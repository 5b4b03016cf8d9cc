//! Selection of the tasks shown in the "due soon" panel.

use chrono::NaiveDate;
use model::entities::task;

/// How many upcoming tasks the dashboard surfaces.
pub const DUE_SOON_LIMIT: usize = 5;

/// Tasks with a due date, earliest first, capped at `limit`.
///
/// Ties keep their input order.
pub fn due_soon(tasks: &[task::Model], limit: usize) -> Vec<task::Model> {
    let mut scheduled: Vec<&task::Model> =
        tasks.iter().filter(|t| t.next_due_date.is_some()).collect();
    scheduled.sort_by_key(|t| t.next_due_date);
    scheduled.into_iter().take(limit).cloned().collect()
}

pub fn is_overdue(task: &task::Model, today: NaiveDate) -> bool {
    matches!(task.next_due_date, Some(due) if due < today)
}
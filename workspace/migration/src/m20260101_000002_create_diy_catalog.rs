use crate::entity_iden::EntityIden;
use model::entities::prelude::*;
use model::entities::{diy_project, project_step};
use sea_orm_migration::{prelude::*, schema::*};

#[derive(DeriveMigrationName)]
pub struct Migration;

#[async_trait::async_trait]
impl MigrationTrait for Migration {
    async fn up(&self, manager: &SchemaManager) -> Result<(), DbErr> {
        // Create diy_projects table
        manager
            .create_table(
                Table::create()
                    .table(DiyProject::table())
                    .if_not_exists()
                    .col(pk_auto(DiyProject::column(diy_project::Column::Id)))
                    .col(string_uniq(DiyProject::column(diy_project::Column::Title)))
                    .col(text(DiyProject::column(diy_project::Column::Description)).default(""))
                    .col(
                        decimal_null(DiyProject::column(diy_project::Column::AvgPrice))
                            .decimal_len(10, 2),
                    )
                    .col(integer(DiyProject::column(diy_project::Column::StepCount)).default(0))
                    .col(integer_null(DiyProject::column(
                        diy_project::Column::EstimatedTimeMinutes,
                    )))
                    .col(boolean(DiyProject::column(diy_project::Column::IsRentalSafe)).default(false))
                    .col(
                        boolean(DiyProject::column(diy_project::Column::RequiresDrilling))
                            .default(false),
                    )
                    .col(text(DiyProject::column(diy_project::Column::MaterialsJson)).default("[]"))
                    .col(text(DiyProject::column(diy_project::Column::ToolsJson)).default("[]"))
                    .to_owned(),
            )
            .await?;

        // Create project_steps table
        manager
            .create_table(
                Table::create()
                    .table(ProjectStep::table())
                    .if_not_exists()
                    .col(pk_auto(ProjectStep::column(project_step::Column::Id)))
                    .col(integer(ProjectStep::column(project_step::Column::ProjectId)))
                    .col(integer(ProjectStep::column(project_step::Column::StepNumber)))
                    .col(text(ProjectStep::column(project_step::Column::InstructionText)))
                    .foreign_key(
                        ForeignKey::create()
                            .name("fk_project_steps_project")
                            .from(
                                ProjectStep::table(),
                                ProjectStep::column(project_step::Column::ProjectId),
                            )
                            .to(
                                DiyProject::table(),
                                DiyProject::column(diy_project::Column::Id),
                            )
                            .on_delete(ForeignKeyAction::Cascade)
                            .on_update(ForeignKeyAction::Cascade),
                    )
                    .to_owned(),
            )
            .await?;

        manager
            .create_index(
                Index::create()
                    .name("idx_project_steps_project_number")
                    .table(ProjectStep::table())
                    .col(ProjectStep::column(project_step::Column::ProjectId))
                    .col(ProjectStep::column(project_step::Column::StepNumber))
                    .if_not_exists()
                    .to_owned(),
            )
            .await?;

        Ok(())
    }

    async fn down(&self, manager: &SchemaManager) -> Result<(), DbErr> {
        manager
            .drop_table(Table::drop().table(ProjectStep::table()).to_owned())
            .await?;

        manager
            .drop_table(Table::drop().table(DiyProject::table()).to_owned())
            .await?;

        Ok(())
    }
}
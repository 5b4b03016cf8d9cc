pub mod admin;
pub mod auth;
pub mod dashboard;
pub mod health;
pub mod homes;
pub mod projects;

use axum::{http::StatusCode, response::Json};
use model::entities::home;
use tracing::error;

use crate::listing;
use crate::schemas::{AppState, ErrorResponse};
use crate::session::RequestContext;

pub type HandlerError = (StatusCode, Json<ErrorResponse>);

pub(crate) fn internal_error(context: &str, e: impl std::fmt::Display) -> HandlerError {
    error!("{}: {}", context, e);
    (
        StatusCode::INTERNAL_SERVER_ERROR,
        Json(ErrorResponse::new(
            "DATABASE_ERROR",
            "Something went wrong, please try again.",
        )),
    )
}

/// Current home of the caller, keeping the session in sync when it had to
/// fall back to another home.
pub(crate) async fn resolve_home(
    state: &AppState,
    ctx: &RequestContext,
) -> Result<home::Model, HandlerError> {
    let home = listing::current_home(&state.db, &ctx.username, ctx.home_id)
        .await
        .map_err(|e| internal_error("Failed to resolve current home", e))?;

    if ctx.home_id != Some(home.id) {
        state.sessions.set_home(&ctx.token, home.id).await;
    }
    Ok(home)
}
//! Pure scheduling logic for maintenance tasks.

pub mod due_soon;
pub mod recurrence;

pub use due_soon::{DUE_SOON_LIMIT, due_soon, is_overdue};
pub use recurrence::{compute_next_due_date, interval_days, next_due_date};
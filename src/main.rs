use anyhow::Result;
use clap::Parser;
use tracing_subscriber::{layer::SubscriberExt, util::SubscriberInitExt};

use homekeep::cli::Cli;

/// Main entry point for the HomeKeep application.
#[tokio::main]
async fn main() -> Result<()> {
    // Initialize tracing
    tracing_subscriber::registry()
        .with(
            tracing_subscriber::EnvFilter::try_from_default_env()
                .unwrap_or_else(|_| "homekeep=debug,tower_http=debug,axum::rejection=trace".into()),
        )
        .with(tracing_subscriber::fmt::layer())
        .init();

    let cli = Cli::parse();
    cli.run().await?;

    Ok(())
}
#[cfg(test)]
pub mod test_utils {
    use std::time::Duration;

    use crate::router::create_router;
    use crate::schemas::AppState;
    use crate::session::SessionStore;
    use axum::Router;
    use axum::http::{HeaderValue, StatusCode};
    use axum_test::TestServer;
    use common::{ApiResponse, LoginRequest, LoginResponse, RegisterRequest};
    use migration::{Migrator, MigratorTrait};
    use sea_orm::{ConnectionTrait, Database, DatabaseConnection};
    use tracing::Level;
    use tracing_subscriber::FmtSubscriber;

    pub const TEST_PASSWORD: &str = "correct horse";

    /// Create an in-memory SQLite database for testing
    pub async fn setup_test_db() -> DatabaseConnection {
        let db = Database::connect("sqlite::memory:")
            .await
            .expect("Failed to connect to in-memory database");

        db.execute_unprepared("PRAGMA foreign_keys = ON;")
            .await
            .expect("Failed to enable foreign keys");

        // Run migrations
        Migrator::up(&db, None)
            .await
            .expect("Failed to run migrations");

        db
    }

    /// Create AppState for testing
    pub async fn setup_test_app_state(admin_token: Option<&str>) -> AppState {
        let db = setup_test_db().await;

        AppState {
            db,
            sessions: SessionStore::new(Duration::from_secs(600)),
            admin_token: admin_token.map(str::to_string),
        }
    }

    /// Installs a global stderr subscriber for tests, once per test binary.
    ///
    /// The log level is taken from RUST_LOG, defaulting to WARN.
    pub fn init_test_tracing() {
        let log_level = std::env::var("RUST_LOG")
            .ok()
            .and_then(|level| match level.to_uppercase().as_str() {
                "ERROR" => Some(Level::ERROR),
                "WARN" => Some(Level::WARN),
                "INFO" => Some(Level::INFO),
                "DEBUG" => Some(Level::DEBUG),
                "TRACE" => Some(Level::TRACE),
                _ => None,
            })
            .unwrap_or(Level::WARN);

        // A subscriber installed by an earlier test keeps serving.
        let _ = FmtSubscriber::builder()
            .with_max_level(log_level)
            .with_writer(std::io::stderr)
            .try_init();
    }

    /// Create axum app for testing
    pub async fn setup_test_app() -> Router {
        setup_test_app_with_admin(None).await
    }

    pub async fn setup_test_app_with_admin(admin_token: Option<&str>) -> Router {
        init_test_tracing();

        let state = setup_test_app_state(admin_token).await;
        create_router(state)
    }

    pub async fn setup_test_server() -> TestServer {
        TestServer::new(setup_test_app().await).expect("Failed to start test server")
    }

    /// Registers `username` and logs in, returning the session token and the
    /// id of the home created at registration.
    pub async fn register_and_login(server: &TestServer, username: &str) -> (String, i32) {
        let register = RegisterRequest {
            username: username.to_string(),
            email: format!("{}@example.com", username),
            password: TEST_PASSWORD.to_string(),
        };
        server
            .post("/api/v1/auth/register")
            .json(&register)
            .await
            .assert_status(StatusCode::CREATED);

        let login = LoginRequest {
            username: username.to_string(),
            password: TEST_PASSWORD.to_string(),
        };
        let response = server.post("/api/v1/auth/login").json(&login).await;
        response.assert_status_ok();
        let body: ApiResponse<LoginResponse> = response.json();
        (body.data.token, body.data.home_id)
    }

    /// `Authorization` header value for a session token.
    pub fn bearer(token: &str) -> HeaderValue {
        HeaderValue::from_str(&format!("Bearer {}", token)).expect("Invalid token header")
    }
}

===

Your answer should be exactly the lines of the data above, from the first through the line containing "let mut scheduled: Vec<&task::Model>".

◆ **Solution**:
repository 5b4b03016cf8d9cc
//! Selection of the tasks shown in the "due soon" panel.

use chrono::NaiveDate;
use model::entities::task;

/// How many upcoming tasks the dashboard surfaces.
pub const DUE_SOON_LIMIT: usize = 5;

/// Tasks with a due date, earliest first, capped at `limit`.
///
/// Ties keep their input order.
pub fn due_soon(tasks: &[task::Model], limit: usize) -> Vec<task::Model> {
    let mut scheduled: Vec<&task::Model> =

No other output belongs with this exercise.